WHAT IS BEING ASKED:
The expected answer is the set of lines in the data below between the line holding "is never serialized." and the line holding "pub struct CreateUser", inclusive, written out exactly.

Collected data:

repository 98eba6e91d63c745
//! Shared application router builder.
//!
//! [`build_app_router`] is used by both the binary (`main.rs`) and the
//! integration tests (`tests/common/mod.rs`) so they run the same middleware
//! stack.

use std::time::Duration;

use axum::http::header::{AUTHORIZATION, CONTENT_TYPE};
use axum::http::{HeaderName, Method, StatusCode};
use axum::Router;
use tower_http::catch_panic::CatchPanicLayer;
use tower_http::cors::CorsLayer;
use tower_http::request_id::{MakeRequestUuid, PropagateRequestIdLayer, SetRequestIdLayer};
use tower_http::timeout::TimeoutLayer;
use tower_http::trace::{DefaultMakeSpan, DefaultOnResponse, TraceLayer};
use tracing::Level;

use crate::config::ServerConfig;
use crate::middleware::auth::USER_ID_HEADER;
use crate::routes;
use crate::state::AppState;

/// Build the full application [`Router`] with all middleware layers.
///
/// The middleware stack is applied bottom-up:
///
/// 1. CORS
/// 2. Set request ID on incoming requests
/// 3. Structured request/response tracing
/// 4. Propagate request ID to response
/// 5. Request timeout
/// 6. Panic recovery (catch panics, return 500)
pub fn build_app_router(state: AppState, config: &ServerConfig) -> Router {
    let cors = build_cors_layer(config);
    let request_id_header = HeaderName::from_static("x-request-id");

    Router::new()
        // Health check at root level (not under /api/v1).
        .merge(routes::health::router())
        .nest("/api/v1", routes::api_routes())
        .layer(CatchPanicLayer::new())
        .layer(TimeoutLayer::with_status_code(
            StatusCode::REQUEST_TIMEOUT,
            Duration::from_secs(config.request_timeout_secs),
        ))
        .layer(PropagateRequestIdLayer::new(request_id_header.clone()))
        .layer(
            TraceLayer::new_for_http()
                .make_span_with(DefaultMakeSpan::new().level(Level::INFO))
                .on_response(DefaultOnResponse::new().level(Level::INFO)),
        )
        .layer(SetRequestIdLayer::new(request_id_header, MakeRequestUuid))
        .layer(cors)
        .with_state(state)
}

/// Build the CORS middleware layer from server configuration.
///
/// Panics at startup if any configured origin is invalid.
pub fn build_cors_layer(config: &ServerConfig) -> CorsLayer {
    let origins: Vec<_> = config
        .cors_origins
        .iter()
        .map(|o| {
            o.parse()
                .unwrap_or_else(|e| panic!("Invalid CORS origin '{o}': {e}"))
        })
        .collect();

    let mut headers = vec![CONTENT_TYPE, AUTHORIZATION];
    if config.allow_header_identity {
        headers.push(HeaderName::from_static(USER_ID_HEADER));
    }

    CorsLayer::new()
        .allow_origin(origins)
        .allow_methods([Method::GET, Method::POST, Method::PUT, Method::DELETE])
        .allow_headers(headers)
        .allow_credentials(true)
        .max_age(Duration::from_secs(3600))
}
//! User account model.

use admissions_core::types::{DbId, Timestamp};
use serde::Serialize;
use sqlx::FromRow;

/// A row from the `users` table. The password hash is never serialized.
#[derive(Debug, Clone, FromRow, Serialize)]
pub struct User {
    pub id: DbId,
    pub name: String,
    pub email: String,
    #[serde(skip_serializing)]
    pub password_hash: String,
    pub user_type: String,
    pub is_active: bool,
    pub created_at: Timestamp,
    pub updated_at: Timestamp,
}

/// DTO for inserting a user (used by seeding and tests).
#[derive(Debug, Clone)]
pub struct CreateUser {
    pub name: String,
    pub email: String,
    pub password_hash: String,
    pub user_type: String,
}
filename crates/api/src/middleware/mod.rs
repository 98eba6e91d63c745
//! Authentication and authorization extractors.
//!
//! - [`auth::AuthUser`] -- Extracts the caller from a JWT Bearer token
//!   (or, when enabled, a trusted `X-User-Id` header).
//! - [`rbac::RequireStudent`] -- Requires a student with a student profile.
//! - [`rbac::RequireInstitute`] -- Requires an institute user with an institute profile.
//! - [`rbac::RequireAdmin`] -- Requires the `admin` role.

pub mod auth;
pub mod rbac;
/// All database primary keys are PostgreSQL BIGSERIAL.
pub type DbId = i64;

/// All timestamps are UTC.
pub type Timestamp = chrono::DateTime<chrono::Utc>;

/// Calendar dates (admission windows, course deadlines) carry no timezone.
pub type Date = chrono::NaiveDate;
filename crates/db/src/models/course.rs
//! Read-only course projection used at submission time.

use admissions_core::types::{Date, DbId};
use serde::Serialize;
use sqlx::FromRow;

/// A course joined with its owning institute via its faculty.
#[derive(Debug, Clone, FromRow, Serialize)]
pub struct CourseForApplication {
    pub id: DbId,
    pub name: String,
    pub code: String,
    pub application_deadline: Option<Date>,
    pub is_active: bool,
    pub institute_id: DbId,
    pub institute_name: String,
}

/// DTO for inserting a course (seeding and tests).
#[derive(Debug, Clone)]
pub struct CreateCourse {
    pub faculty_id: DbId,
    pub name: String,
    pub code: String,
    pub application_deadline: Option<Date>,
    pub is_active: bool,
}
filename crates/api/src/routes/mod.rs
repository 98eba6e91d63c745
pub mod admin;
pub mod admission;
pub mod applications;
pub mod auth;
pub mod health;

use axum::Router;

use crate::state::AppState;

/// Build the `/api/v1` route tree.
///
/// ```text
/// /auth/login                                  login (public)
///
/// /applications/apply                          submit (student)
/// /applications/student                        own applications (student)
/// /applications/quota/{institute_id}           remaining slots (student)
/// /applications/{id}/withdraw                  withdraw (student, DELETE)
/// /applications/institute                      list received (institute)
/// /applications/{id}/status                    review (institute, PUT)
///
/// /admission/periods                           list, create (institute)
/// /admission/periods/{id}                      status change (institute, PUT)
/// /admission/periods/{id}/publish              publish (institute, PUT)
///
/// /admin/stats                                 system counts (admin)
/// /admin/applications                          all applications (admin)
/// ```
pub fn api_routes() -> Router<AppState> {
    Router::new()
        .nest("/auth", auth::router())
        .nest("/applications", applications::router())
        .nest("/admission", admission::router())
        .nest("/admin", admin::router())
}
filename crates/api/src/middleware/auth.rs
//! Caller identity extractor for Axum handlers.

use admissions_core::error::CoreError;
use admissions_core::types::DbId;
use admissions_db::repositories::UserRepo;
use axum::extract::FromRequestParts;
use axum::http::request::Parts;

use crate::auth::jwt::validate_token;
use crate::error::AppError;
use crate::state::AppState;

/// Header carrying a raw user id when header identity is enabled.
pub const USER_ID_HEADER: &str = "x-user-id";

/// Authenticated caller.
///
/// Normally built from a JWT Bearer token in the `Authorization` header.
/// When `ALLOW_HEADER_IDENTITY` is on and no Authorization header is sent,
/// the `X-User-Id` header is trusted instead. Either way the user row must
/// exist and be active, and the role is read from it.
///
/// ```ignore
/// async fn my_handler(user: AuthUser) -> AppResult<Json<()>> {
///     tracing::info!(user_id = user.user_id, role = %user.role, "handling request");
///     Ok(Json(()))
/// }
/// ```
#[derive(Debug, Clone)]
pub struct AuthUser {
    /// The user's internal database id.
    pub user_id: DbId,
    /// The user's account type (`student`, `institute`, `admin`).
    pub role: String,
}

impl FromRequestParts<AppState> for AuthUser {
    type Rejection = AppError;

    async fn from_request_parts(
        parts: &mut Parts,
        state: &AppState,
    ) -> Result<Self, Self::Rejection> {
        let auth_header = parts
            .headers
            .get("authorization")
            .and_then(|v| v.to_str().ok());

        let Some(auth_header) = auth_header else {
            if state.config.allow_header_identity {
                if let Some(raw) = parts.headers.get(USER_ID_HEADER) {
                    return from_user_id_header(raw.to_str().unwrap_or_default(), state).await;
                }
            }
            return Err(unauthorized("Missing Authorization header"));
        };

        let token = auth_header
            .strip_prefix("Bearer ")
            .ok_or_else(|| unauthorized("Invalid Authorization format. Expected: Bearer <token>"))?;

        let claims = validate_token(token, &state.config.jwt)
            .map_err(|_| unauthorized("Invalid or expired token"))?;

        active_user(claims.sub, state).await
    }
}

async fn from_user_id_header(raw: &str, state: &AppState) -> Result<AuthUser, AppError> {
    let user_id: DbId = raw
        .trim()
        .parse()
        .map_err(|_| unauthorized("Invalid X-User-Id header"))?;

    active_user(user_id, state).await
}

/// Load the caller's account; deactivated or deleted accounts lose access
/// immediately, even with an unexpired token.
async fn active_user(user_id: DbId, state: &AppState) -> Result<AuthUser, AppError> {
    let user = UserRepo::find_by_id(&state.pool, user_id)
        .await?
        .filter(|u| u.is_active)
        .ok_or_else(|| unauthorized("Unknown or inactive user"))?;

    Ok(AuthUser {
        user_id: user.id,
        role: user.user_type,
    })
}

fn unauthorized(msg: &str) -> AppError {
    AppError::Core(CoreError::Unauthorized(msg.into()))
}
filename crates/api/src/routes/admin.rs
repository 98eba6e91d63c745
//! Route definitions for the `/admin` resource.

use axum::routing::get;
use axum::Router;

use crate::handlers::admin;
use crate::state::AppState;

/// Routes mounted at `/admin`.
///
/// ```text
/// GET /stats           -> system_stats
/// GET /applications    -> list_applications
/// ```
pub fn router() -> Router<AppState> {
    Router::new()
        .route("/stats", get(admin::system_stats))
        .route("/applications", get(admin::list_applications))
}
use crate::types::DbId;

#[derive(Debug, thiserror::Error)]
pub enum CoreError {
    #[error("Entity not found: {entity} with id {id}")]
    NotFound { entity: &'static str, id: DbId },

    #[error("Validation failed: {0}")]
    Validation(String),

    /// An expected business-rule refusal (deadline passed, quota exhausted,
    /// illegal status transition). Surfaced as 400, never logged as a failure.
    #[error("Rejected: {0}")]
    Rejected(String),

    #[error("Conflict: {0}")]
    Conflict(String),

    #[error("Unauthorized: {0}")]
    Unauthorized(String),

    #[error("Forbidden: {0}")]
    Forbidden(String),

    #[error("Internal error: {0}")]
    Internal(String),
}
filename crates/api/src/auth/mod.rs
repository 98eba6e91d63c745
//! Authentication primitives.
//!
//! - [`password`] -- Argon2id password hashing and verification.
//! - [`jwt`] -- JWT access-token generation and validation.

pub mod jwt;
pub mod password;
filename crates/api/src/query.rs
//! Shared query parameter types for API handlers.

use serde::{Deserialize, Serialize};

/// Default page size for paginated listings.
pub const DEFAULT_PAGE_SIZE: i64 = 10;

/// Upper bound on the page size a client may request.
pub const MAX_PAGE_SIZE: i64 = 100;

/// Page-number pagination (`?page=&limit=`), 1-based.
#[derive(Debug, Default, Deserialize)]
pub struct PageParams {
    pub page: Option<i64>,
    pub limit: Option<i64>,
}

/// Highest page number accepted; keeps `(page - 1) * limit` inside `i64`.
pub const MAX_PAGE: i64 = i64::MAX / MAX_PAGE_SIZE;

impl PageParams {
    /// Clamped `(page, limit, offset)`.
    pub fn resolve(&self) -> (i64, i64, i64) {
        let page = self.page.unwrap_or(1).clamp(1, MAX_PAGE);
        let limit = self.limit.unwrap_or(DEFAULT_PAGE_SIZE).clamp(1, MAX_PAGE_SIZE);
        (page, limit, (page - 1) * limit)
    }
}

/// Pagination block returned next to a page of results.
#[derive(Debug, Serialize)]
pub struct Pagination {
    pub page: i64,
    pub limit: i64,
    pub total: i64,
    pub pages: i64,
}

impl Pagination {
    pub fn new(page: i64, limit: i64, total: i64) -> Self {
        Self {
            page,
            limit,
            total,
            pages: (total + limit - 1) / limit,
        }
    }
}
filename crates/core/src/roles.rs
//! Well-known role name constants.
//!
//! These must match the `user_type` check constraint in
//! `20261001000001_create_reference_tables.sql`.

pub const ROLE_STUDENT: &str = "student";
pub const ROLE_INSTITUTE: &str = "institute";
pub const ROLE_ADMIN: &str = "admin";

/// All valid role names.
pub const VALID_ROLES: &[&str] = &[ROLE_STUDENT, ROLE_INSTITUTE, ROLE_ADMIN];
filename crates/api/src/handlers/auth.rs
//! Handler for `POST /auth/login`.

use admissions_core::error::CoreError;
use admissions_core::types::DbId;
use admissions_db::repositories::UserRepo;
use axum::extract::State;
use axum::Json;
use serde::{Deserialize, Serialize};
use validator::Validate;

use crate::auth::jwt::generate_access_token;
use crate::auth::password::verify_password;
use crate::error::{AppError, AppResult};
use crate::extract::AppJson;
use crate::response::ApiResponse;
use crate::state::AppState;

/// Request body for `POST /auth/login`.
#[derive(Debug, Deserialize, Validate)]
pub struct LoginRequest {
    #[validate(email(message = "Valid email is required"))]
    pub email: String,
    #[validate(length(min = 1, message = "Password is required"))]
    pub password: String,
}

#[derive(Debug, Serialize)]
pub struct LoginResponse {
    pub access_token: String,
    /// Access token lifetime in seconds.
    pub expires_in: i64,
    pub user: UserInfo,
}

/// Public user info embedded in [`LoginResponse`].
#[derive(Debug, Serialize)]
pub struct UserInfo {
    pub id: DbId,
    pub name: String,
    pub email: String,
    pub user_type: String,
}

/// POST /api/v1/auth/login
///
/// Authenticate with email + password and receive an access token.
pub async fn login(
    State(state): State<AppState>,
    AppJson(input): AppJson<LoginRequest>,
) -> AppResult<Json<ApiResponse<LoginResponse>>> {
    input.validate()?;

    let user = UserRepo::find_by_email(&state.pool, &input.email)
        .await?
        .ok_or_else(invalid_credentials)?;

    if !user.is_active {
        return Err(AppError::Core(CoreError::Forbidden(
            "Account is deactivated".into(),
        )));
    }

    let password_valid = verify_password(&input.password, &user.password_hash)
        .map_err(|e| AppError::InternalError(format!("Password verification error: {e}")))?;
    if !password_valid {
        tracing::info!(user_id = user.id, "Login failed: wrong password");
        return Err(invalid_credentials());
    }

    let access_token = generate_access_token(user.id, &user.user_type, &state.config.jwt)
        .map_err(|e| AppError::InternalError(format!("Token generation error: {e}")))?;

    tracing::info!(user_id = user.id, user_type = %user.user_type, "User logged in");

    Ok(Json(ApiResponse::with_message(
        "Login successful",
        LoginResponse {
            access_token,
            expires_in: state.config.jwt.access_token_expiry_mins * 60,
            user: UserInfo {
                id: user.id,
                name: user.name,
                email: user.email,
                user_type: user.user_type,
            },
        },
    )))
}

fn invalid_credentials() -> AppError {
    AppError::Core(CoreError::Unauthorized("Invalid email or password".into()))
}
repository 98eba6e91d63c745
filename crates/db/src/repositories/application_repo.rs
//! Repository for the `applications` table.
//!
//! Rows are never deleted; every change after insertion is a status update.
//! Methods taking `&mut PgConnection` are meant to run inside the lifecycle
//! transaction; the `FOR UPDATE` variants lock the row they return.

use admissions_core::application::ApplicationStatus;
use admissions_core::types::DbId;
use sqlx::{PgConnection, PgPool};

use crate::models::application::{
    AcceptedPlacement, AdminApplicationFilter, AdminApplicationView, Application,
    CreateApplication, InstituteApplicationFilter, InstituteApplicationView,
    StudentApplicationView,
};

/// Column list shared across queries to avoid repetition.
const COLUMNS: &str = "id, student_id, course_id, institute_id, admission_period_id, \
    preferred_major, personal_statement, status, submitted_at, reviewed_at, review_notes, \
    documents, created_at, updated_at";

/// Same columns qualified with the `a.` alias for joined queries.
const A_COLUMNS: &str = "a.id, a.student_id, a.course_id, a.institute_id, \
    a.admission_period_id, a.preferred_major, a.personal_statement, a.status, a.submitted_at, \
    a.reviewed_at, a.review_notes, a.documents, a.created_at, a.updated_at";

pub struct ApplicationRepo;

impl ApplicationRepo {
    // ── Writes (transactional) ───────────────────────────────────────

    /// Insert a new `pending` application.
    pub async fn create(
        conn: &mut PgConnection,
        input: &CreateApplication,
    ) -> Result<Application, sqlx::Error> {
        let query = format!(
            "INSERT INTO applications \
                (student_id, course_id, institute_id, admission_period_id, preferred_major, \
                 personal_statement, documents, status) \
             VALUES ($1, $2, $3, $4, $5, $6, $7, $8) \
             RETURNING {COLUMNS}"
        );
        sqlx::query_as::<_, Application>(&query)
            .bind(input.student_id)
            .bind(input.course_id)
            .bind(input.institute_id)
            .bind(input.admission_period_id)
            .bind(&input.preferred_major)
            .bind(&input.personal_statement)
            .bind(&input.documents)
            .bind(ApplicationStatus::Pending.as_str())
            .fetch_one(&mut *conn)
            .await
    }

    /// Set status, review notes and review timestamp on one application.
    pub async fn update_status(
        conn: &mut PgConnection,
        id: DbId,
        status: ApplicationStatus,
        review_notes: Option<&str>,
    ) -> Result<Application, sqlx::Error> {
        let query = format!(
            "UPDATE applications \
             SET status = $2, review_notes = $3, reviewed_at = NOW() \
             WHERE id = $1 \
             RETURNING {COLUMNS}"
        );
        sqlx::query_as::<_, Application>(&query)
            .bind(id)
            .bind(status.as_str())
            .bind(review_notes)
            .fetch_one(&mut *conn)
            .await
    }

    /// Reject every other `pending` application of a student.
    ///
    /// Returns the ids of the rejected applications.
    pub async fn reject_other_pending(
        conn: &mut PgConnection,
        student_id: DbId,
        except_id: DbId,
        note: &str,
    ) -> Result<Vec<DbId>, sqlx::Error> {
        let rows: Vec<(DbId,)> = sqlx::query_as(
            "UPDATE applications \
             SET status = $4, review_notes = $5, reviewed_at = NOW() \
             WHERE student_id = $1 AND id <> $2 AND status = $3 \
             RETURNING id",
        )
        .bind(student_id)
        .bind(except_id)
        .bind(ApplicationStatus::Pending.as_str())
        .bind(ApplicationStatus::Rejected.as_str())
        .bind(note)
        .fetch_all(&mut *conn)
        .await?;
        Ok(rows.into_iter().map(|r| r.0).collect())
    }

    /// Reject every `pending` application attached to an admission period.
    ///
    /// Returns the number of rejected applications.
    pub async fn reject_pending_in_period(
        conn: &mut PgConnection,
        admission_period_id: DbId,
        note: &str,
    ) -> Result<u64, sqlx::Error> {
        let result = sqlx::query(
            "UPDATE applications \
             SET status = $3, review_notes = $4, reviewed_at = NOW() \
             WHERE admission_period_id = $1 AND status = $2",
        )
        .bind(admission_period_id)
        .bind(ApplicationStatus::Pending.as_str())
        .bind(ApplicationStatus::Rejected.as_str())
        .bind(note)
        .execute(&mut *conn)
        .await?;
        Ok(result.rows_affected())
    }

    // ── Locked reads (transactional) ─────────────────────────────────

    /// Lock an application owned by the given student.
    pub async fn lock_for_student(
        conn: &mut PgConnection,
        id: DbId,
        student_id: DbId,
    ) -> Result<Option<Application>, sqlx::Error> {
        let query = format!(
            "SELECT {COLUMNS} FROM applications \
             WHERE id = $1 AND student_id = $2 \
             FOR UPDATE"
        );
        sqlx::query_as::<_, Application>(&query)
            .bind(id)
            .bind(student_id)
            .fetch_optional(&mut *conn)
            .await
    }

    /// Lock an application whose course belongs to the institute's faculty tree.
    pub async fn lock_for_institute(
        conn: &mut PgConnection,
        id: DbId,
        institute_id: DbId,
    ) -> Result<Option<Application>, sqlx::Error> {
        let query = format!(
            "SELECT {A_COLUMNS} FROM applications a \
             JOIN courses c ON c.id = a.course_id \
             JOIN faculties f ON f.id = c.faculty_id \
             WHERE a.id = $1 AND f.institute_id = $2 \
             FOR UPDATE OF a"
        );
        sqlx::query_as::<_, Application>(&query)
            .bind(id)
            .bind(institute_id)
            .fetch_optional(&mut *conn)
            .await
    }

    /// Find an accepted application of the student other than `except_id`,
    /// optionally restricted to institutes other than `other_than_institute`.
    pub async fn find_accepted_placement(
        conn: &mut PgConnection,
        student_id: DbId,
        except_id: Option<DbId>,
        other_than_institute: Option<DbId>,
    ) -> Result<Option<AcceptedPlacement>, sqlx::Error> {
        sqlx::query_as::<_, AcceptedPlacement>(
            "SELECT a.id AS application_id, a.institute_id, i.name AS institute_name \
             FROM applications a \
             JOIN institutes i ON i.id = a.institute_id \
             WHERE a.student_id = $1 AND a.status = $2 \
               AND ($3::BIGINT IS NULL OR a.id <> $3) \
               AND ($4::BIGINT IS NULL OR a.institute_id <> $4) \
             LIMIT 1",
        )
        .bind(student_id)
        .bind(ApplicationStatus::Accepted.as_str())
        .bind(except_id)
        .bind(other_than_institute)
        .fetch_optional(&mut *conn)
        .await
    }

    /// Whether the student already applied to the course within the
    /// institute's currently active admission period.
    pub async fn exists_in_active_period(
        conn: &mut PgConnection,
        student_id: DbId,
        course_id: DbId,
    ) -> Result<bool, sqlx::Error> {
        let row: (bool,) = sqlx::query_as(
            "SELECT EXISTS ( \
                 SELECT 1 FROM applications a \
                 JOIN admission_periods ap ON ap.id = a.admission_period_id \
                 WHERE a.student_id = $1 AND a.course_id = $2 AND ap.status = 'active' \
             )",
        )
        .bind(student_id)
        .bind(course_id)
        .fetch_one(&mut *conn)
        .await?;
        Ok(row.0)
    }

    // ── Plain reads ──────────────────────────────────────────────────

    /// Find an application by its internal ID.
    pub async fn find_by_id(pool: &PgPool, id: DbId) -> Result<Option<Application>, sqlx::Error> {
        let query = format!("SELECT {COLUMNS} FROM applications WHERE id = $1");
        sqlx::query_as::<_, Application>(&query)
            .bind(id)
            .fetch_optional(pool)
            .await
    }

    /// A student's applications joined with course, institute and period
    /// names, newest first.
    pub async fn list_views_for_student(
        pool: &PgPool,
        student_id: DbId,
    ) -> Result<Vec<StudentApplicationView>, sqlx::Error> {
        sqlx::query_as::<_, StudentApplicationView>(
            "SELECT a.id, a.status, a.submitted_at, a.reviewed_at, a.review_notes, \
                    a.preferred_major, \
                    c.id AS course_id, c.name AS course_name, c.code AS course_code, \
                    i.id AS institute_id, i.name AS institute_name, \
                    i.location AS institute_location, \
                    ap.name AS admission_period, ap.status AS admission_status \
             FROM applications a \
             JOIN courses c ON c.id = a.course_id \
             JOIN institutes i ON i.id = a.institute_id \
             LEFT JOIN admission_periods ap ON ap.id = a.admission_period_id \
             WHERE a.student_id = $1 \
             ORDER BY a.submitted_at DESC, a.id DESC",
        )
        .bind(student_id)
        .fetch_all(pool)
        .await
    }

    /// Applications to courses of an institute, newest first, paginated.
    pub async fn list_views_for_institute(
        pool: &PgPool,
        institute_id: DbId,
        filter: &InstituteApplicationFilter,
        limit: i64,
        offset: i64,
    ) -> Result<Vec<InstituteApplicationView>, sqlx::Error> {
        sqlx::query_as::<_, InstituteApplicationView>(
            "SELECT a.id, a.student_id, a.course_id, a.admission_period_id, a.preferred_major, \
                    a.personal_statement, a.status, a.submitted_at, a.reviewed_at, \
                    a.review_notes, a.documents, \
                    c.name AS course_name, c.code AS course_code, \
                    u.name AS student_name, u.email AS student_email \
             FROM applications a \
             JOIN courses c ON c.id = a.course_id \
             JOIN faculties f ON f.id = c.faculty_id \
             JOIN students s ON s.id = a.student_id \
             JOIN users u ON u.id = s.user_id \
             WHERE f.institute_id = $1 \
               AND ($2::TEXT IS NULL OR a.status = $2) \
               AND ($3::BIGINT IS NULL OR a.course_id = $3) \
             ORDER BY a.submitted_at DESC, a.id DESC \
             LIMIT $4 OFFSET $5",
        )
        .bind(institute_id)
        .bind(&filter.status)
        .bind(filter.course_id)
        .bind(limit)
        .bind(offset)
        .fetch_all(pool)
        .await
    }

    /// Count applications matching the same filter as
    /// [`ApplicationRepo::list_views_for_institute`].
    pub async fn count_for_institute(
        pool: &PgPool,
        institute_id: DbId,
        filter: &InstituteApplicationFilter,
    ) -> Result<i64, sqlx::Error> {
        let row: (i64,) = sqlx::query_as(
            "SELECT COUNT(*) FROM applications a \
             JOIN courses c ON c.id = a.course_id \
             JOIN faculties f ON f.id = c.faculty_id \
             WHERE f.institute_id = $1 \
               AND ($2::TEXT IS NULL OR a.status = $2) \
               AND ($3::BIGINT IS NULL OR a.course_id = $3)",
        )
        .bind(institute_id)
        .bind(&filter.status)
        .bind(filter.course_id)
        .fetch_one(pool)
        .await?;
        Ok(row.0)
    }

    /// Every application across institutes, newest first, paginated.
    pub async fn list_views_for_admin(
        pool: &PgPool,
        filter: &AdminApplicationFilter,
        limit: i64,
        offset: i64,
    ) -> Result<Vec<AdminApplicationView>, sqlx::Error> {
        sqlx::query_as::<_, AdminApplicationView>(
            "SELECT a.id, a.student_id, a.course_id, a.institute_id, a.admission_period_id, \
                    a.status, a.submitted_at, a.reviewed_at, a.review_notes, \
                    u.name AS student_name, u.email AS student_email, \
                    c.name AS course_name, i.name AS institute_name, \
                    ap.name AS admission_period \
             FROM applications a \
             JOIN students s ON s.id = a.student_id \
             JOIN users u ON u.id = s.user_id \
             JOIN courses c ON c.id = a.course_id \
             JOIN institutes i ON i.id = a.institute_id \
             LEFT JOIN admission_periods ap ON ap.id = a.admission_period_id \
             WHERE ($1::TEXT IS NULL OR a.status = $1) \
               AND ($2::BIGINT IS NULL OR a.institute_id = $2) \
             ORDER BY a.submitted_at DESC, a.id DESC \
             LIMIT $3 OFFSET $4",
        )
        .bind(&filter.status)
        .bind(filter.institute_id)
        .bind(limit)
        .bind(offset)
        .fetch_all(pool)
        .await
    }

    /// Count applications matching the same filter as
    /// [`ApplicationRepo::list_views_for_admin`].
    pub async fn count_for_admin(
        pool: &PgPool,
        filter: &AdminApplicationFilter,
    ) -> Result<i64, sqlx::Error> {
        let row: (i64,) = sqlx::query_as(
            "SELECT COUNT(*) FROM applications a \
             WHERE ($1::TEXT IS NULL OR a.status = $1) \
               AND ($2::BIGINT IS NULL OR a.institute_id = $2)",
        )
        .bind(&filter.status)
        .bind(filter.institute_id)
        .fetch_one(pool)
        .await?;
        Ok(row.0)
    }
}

REPLY:
/// A row from the `users` table. The password hash is never serialized.
#[derive(Debug, Clone, FromRow, Serialize)]
pub struct User {
    pub id: DbId,
    pub name: String,
    pub email: String,
    #[serde(skip_serializing)]
    pub password_hash: String,
    pub user_type: String,
    pub is_active: bool,
    pub created_at: Timestamp,
    pub updated_at: Timestamp,
}

/// DTO for inserting a user (used by seeding and tests).
#[derive(Debug, Clone)]
pub struct CreateUser {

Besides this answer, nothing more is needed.